第4話『父の背中に憧れて』

「おじさんが現役の頃は、どんなだったんですか?」

 唐突に、遥華がそんな話題を切り出した。

「そうだな……。もう昔の話だが、聞いてくれるかい?」

「はい。色々参考になりそうですし」

「そうか。……僕が初めて宇宙に行ったのは、一九九九年。僕が二十九歳の時だった」

 一九九九年は、国際宇宙ステーションISSの組み立てが始まった年だ。

「当時の僕は、国際宇宙ステーションの組み立てミッションに参加していてね。……元々プラモデルなんかを組むのが好きだったから、その延長上にあるものだと、割り切ってたなあ」

「組み立ては楽しかったんですか?」

「いや、組み立てるのが好きとは言え、僕らは宇宙飛行士だ。宇宙飛行士は、常に『百パーセントの成功』を求められる。これから何十年も使う宇宙ステーションなら、尚更ね。だから、楽しさとは裏腹に、いつも緊張していたよ」

 極限の宇宙では、『九十九パーセント』が成功しても、『残りの一パーセント』が失敗すれば、死に繋がりかねない。

「命懸けですね……」

「確かに命懸けだね。でも、それ以上に、宇宙から見た地球は、美しかったよ」

『地球は青かった』というガガーリンの証言を、敏洋は自分の目で実感したのだろう。

「そうだ。昴。お前は何故宇宙飛行士になろうとしたんだ?」

「俺は……、まあ、父さんに憧れてかな?」

「ほお。僕にか。遥華ちゃんも、宇宙飛行士志望だったようだけど?」

「ああ、あたしもおじさんに憧れて……。まあ、家の事情で管制コースに行きましたけど」

「ふうむ。人様の事だから、詮索はしないよ。……でも、僕に憧れて飛行士になりたいという子がいるのは、嬉しいね」

「今は管制官でも、いつか宇宙飛行士選抜試験を受けたいなって思ってるんですけど」

「地上管制官から飛行士になった人を何人か知っているが、皆必死に訓練していたよ」

 地上管制官という『一般人』から、宇宙飛行士という『エリート』になる。頑健な体と、強靭な精神力が必要だ。

「やっぱり、難しいですかね?」

「うーん……、何より体力が必要だし、閉鎖環境でもいつも通りにしていられるかってのも重要かな」

 より正確には、『閉鎖された環境下で、ストレスにさらされても、クルー仲間と仲違いをせずにミッションを遂行出来るか』という能力が問われることになる。

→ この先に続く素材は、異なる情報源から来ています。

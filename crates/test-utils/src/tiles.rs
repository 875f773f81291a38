//! On-disk tile sets: raster tiles, world files and a shapefile index, all
//! inside a temporary directory removed when the [`TileSet`] drops.

use std::fs;
use std::path::{Path, PathBuf};

use shapefile::dbase::{self, FieldName, FieldValue, TableWriterBuilder};
use shapefile::{Point, Polygon, PolygonRing};
use tempfile::TempDir;

use crate::images::solid_image;

/// Bounding box as `(min_x, min_y, max_x, max_y)`.
pub type Bounds = (f64, f64, f64, f64);

/// One record of a generated index.
#[derive(Debug, Clone)]
pub struct IndexRecord {
    pub bounds: Bounds,
    pub location: Option<String>,
}

#[derive(Debug, Clone)]
enum TileEntry {
    Image {
        location: String,
        bounds: Bounds,
        color: [u8; 4],
        size: (u32, u32),
        world_file: bool,
    },
    /// Index record pointing at a file that is never written.
    Missing { location: String, bounds: Bounds },
    /// Index record with an empty path field.
    Blank { bounds: Bounds },
}

/// Builder for a temporary tile set.
#[derive(Debug, Clone)]
pub struct TileSetBuilder {
    index_name: String,
    field_name: String,
    entries: Vec<TileEntry>,
    world_files: bool,
}

impl Default for TileSetBuilder {
    fn default() -> Self {
        Self::new()
    }
}

impl TileSetBuilder {
    pub fn new() -> Self {
        Self {
            index_name: "index.shp".to_string(),
            field_name: "location".to_string(),
            entries: Vec::new(),
            world_files: false,
        }
    }

    pub fn index_name(mut self, name: impl Into<String>) -> Self {
        self.index_name = name.into();
        self
    }

    pub fn field_name(mut self, name: impl Into<String>) -> Self {
        self.field_name = name.into();
        self
    }

    /// Write a world file next to every image tile added after this call.
    pub fn with_world_files(mut self) -> Self {
        self.world_files = true;
        self
    }

    /// A 10x10 solid tile at `location` (relative to the index directory).
    pub fn tile(self, location: &str, bounds: Bounds, color: [u8; 4]) -> Self {
        self.tile_sized(location, bounds, color, 10, 10)
    }

    pub fn tile_sized(
        mut self,
        location: &str,
        bounds: Bounds,
        color: [u8; 4],
        width: u32,
        height: u32,
    ) -> Self {
        let world_file = self.world_files;
        self.entries.push(TileEntry::Image {
            location: location.to_string(),
            bounds,
            color,
            size: (width, height),
            world_file,
        });
        self
    }

    pub fn missing(mut self, location: &str, bounds: Bounds) -> Self {
        self.entries.push(TileEntry::Missing {
            location: location.to_string(),
            bounds,
        });
        self
    }

    pub fn blank(mut self, bounds: Bounds) -> Self {
        self.entries.push(TileEntry::Blank { bounds });
        self
    }

    /// Write everything to a fresh temporary directory.
    pub fn build(self) -> TileSet {
        let dir = TempDir::new().expect("create temp dir");
        let mut records = Vec::with_capacity(self.entries.len());
        let mut images = Vec::new();

        for entry in &self.entries {
            match entry {
                TileEntry::Image {
                    location,
                    bounds,
                    color,
                    size,
                    world_file,
                } => {
                    let path = dir.path().join(location);
                    write_tile_image(&path, *color, size.0, size.1);
                    if *world_file {
                        write_world_file(&world_file_path(&path), *bounds, size.0, size.1);
                    }
                    images.push(path);
                    records.push(IndexRecord {
                        bounds: *bounds,
                        location: Some(location.clone()),
                    });
                }
                TileEntry::Missing { location, bounds } => records.push(IndexRecord {
                    bounds: *bounds,
                    location: Some(location.clone()),
                }),
                TileEntry::Blank { bounds } => records.push(IndexRecord {
                    bounds: *bounds,
                    location: None,
                }),
            }
        }

        let index_path = dir.path().join(&self.index_name);
        write_index(&index_path, &self.field_name, &records);

        TileSet {
            dir,
            index_path,
            field_name: self.field_name,
            images,
        }
    }
}

/// A tile set living in a temporary directory.
#[derive(Debug)]
pub struct TileSet {
    dir: TempDir,
    index_path: PathBuf,
    field_name: String,
    images: Vec<PathBuf>,
}

impl TileSet {
    pub fn dir(&self) -> &Path {
        self.dir.path()
    }

    pub fn index_path(&self) -> &Path {
        &self.index_path
    }

    pub fn field_name(&self) -> &str {
        &self.field_name
    }

    /// Absolute paths of the written tile images, in insertion order.
    pub fn images(&self) -> &[PathBuf] {
        &self.images
    }

    /// Write an extra file into the set's directory and return its path.
    pub fn write_image(&self, location: &str, color: [u8; 4], width: u32, height: u32) -> PathBuf {
        let path = self.dir.path().join(location);
        write_tile_image(&path, color, width, height);
        path
    }
}

/// Save a solid tile, creating parent directories. The format follows the
/// file extension.
pub fn write_tile_image(path: &Path, color: [u8; 4], width: u32, height: u32) {
    if let Some(parent) = path.parent() {
        fs::create_dir_all(parent).expect("create tile directory");
    }
    solid_image(width, height, color)
        .save(path)
        .expect("write tile image");
}

/// Sidecar name used by generated tiles: `a.png` -> `a.pgw`.
pub fn world_file_path(image: &Path) -> PathBuf {
    let ext = image
        .extension()
        .and_then(|e| e.to_str())
        .unwrap_or_default()
        .to_ascii_lowercase();
    let sidecar = match ext.as_str() {
        "png" => "pgw",
        "jpg" | "jpeg" => "jgw",
        "tif" | "tiff" => "tfw",
        _ => "wld",
    };
    image.with_extension(sidecar)
}

/// Write a north-up world file georeferencing a `width` x `height` image
/// over `bounds`. Coefficients are pixel-centre referenced.
pub fn write_world_file(path: &Path, bounds: Bounds, width: u32, height: u32) {
    let (min_x, min_y, max_x, max_y) = bounds;
    let a = (max_x - min_x) / width as f64;
    let e = -(max_y - min_y) / height as f64;
    let c = min_x + a / 2.0;
    let f = max_y + e / 2.0;
    let text = format!("{a}\n0.0\n0.0\n{e}\n{c}\n{f}\n");
    fs::write(path, text).expect("write world file");
}

/// Write a polygon shapefile (`.shp`, `.shx`, `.dbf`) with one character
/// field holding each record's location.
pub fn write_index(path: &Path, field_name: &str, records: &[IndexRecord]) {
    if let Some(parent) = path.parent() {
        fs::create_dir_all(parent).expect("create index directory");
    }

    let field = FieldName::try_from(field_name).expect("valid dBase field name");
    let table = TableWriterBuilder::new().add_character_field(field, 254);
    let mut writer = shapefile::Writer::from_path(path, table).expect("create shapefile");

    for record in records {
        let polygon = footprint_polygon(record.bounds);
        let mut row = dbase::Record::default();
        row.insert(
            field_name.to_string(),
            FieldValue::Character(record.location.clone()),
        );
        writer
            .write_shape_and_record(&polygon, &row)
            .expect("write index record");
    }
}

fn footprint_polygon(bounds: Bounds) -> Polygon {
    let (min_x, min_y, max_x, max_y) = bounds;
    // Outer rings are clockwise in shapefiles.
    Polygon::new(PolygonRing::Outer(vec![
        Point::new(min_x, min_y),
        Point::new(min_x, max_y),
        Point::new(max_x, max_y),
        Point::new(max_x, min_y),
        Point::new(min_x, min_y),
    ]))
}

#[cfg(test)]
mod tests {
    use super::*;
    use crate::fixtures::{bbox, color};

    #[test]
    fn test_build_writes_files() {
        let set = TileSetBuilder::new()
            .with_world_files()
            .tile("tiles/a.png", bbox::TILE_A, color::RED)
            .missing("tiles/gone.png", bbox::TILE_B)
            .blank(bbox::TILE_C)
            .build();

        assert!(set.index_path().is_file());
        assert!(set.index_path().with_extension("dbf").is_file());
        assert_eq!(set.images().len(), 1);
        assert!(set.images()[0].is_file());
        assert!(set.dir().join("tiles/a.pgw").is_file());
        assert!(!set.dir().join("tiles/gone.png").exists());
    }

    #[test]
    fn test_world_file_contents() {
        let dir = TempDir::new().unwrap();
        let path = dir.path().join("a.pgw");
        write_world_file(&path, (0.0, 0.0, 10.0, 10.0), 100, 100);
        let text = fs::read_to_string(&path).unwrap();
        let values: Vec<f64> = text.lines().map(|l| l.parse().unwrap()).collect();
        let expected = [0.1, 0.0, 0.0, -0.1, 0.05, 9.95];
        assert_eq!(values.len(), expected.len());
        for (got, want) in values.iter().zip(expected) {
            crate::assert_approx_eq!(*got, want, 1e-12);
        }
    }

    #[test]
    fn test_world_file_path() {
        assert_eq!(world_file_path(Path::new("a.png")), PathBuf::from("a.pgw"));
        assert_eq!(world_file_path(Path::new("a.TIF")), PathBuf::from("a.tfw"));
        assert_eq!(world_file_path(Path::new("a.bmp")), PathBuf::from("a.wld"));
    }
}
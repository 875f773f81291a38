//! The three things the CLI can do with a tile index.

use std::path::{Path, PathBuf};

use anyhow::{Context, Result};
use image::RgbaImage;
use map_common::{BoundingBox, MapLayer, Viewport};
use serde::Serialize;
use tile_index::{
    RenderReport, ResolvedTile, SkippedTile, TileIndexConfig, TileIndexLayer,
};
use tracing::info;

/// A tile that could not be georeferenced, in printable form.
#[derive(Debug, Clone, Serialize)]
pub struct FailedTile {
    pub footprint_id: usize,
    pub path: PathBuf,
    pub error: String,
}

/// JSON output of the `tiles` command.
#[derive(Debug, Serialize)]
pub struct TileListing {
    pub bbox: BoundingBox,
    pub tiles: Vec<ResolvedTile>,
    pub skipped: Vec<SkippedTile>,
    pub failed: Vec<FailedTile>,
}

fn open_layer(config: TileIndexConfig) -> Result<TileIndexLayer> {
    let index = config.index_path.clone();
    TileIndexLayer::open(config)
        .with_context(|| format!("failed to open tile index {}", index.display()))
}

/// Render `bbox` into a `width` x `height` image written to `output`.
pub fn render(
    config: TileIndexConfig,
    bbox: BoundingBox,
    width: u32,
    height: u32,
    output: &Path,
) -> Result<RenderReport> {
    let layer = open_layer(config)?;
    let viewport = Viewport::new(bbox, width, height).context("invalid viewport")?;

    let mut surface = RgbaImage::new(width, height);
    let report = layer
        .render_tiles(&mut surface, &viewport)
        .context("render failed")?;

    surface
        .save(output)
        .with_context(|| format!("failed to write {}", output.display()))?;

    info!(
        output = %output.display(),
        drawn = report.drawn,
        placeholders = report.placeholders,
        skipped = report.skipped,
        failed = report.failed,
        "Rendered mosaic"
    );
    Ok(report)
}

/// Resolve `bbox` to tiles without decoding any image.
pub fn tiles(config: TileIndexConfig, bbox: BoundingBox) -> Result<TileListing> {
    let layer = open_layer(config)?;
    let resolution = layer.resolve(&bbox).context("tile query failed")?;

    Ok(TileListing {
        bbox,
        tiles: resolution.tiles,
        skipped: resolution.skipped,
        failed: resolution
            .failed
            .into_iter()
            .map(|f| FailedTile {
                footprint_id: f.footprint_id,
                path: f.path,
                error: f.error.to_string(),
            })
            .collect(),
    })
}

/// Union of all footprints, `None` for an empty index.
pub fn extent(config: TileIndexConfig) -> Result<Option<BoundingBox>> {
    let layer = open_layer(config)?;
    Ok(layer.envelope())
}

「まあ、僕は管制官が一番、遥華ちゃんに合ってる気がするけどね。人の話を聞いたりするの、得意でしょ?」

「え、まあ。よく昴の無駄に長くて眠くなる話に付き合わされてましたし」

「無駄って言うな!」

「いやいや、それでも聞いてくれるのは、遥華ちゃんの良いところだよ。……それと、遥華ちゃんは、小さい頃から要領が良かったし、応用力も高かった。どちらも管制官に必須のスキルだ」

 宇宙から送られてくる膨大な量の情報を処理するには、要領が良くなければ、すぐに自分の処理能力を越えて、パンクしてしまう。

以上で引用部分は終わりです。